DATA SHOWN =>
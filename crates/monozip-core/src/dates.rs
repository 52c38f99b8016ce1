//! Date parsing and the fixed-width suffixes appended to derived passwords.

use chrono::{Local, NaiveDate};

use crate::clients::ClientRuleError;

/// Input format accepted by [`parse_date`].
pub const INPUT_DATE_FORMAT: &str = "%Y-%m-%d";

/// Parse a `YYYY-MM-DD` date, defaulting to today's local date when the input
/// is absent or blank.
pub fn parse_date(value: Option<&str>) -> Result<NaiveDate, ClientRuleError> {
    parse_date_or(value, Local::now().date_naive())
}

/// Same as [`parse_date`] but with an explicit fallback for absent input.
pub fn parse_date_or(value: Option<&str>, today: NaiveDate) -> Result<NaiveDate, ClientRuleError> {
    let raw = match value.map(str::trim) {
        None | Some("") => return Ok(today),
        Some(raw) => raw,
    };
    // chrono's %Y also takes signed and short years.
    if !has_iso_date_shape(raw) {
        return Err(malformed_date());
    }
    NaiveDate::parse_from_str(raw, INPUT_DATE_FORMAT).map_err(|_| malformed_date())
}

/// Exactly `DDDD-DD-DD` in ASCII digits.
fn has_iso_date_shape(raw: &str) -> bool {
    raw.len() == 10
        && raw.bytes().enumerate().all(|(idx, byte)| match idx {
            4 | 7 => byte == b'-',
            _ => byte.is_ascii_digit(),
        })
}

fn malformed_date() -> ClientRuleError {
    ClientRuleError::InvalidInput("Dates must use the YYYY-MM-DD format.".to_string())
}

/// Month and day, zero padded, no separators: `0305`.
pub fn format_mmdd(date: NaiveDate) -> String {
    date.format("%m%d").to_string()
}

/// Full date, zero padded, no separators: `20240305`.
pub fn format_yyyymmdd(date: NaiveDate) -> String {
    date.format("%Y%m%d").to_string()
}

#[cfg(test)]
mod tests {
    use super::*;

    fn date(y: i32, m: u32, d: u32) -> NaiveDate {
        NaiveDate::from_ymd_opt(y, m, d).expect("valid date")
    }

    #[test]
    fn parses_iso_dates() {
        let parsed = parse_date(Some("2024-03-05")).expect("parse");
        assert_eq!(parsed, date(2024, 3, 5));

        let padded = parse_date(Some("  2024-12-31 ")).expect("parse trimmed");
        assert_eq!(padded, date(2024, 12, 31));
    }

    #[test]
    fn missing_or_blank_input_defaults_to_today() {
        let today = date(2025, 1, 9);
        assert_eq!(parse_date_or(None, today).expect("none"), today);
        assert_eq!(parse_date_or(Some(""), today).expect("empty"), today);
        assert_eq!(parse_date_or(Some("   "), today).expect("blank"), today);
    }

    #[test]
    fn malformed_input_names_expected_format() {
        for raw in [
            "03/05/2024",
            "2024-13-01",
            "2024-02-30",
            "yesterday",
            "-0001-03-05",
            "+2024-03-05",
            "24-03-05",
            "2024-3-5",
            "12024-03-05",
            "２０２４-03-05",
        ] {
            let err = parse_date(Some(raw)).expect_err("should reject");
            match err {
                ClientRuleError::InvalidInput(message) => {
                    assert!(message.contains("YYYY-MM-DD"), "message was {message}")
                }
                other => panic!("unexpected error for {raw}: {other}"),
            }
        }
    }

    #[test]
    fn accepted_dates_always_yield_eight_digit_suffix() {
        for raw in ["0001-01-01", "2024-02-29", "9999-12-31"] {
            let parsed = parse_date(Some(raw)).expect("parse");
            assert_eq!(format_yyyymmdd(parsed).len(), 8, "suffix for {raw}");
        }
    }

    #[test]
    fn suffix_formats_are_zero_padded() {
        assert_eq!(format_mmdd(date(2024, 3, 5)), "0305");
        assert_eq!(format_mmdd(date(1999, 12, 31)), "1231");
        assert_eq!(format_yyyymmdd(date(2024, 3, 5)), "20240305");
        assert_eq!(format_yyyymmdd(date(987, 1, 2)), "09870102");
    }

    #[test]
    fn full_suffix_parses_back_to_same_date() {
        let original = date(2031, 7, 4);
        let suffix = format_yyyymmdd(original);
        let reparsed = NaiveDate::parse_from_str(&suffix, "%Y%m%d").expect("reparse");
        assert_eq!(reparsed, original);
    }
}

ACTIVITY =>
Across the entries, how many lines contain the word "original"? State that number and nothing else.

RESPONSE BELOW =>
3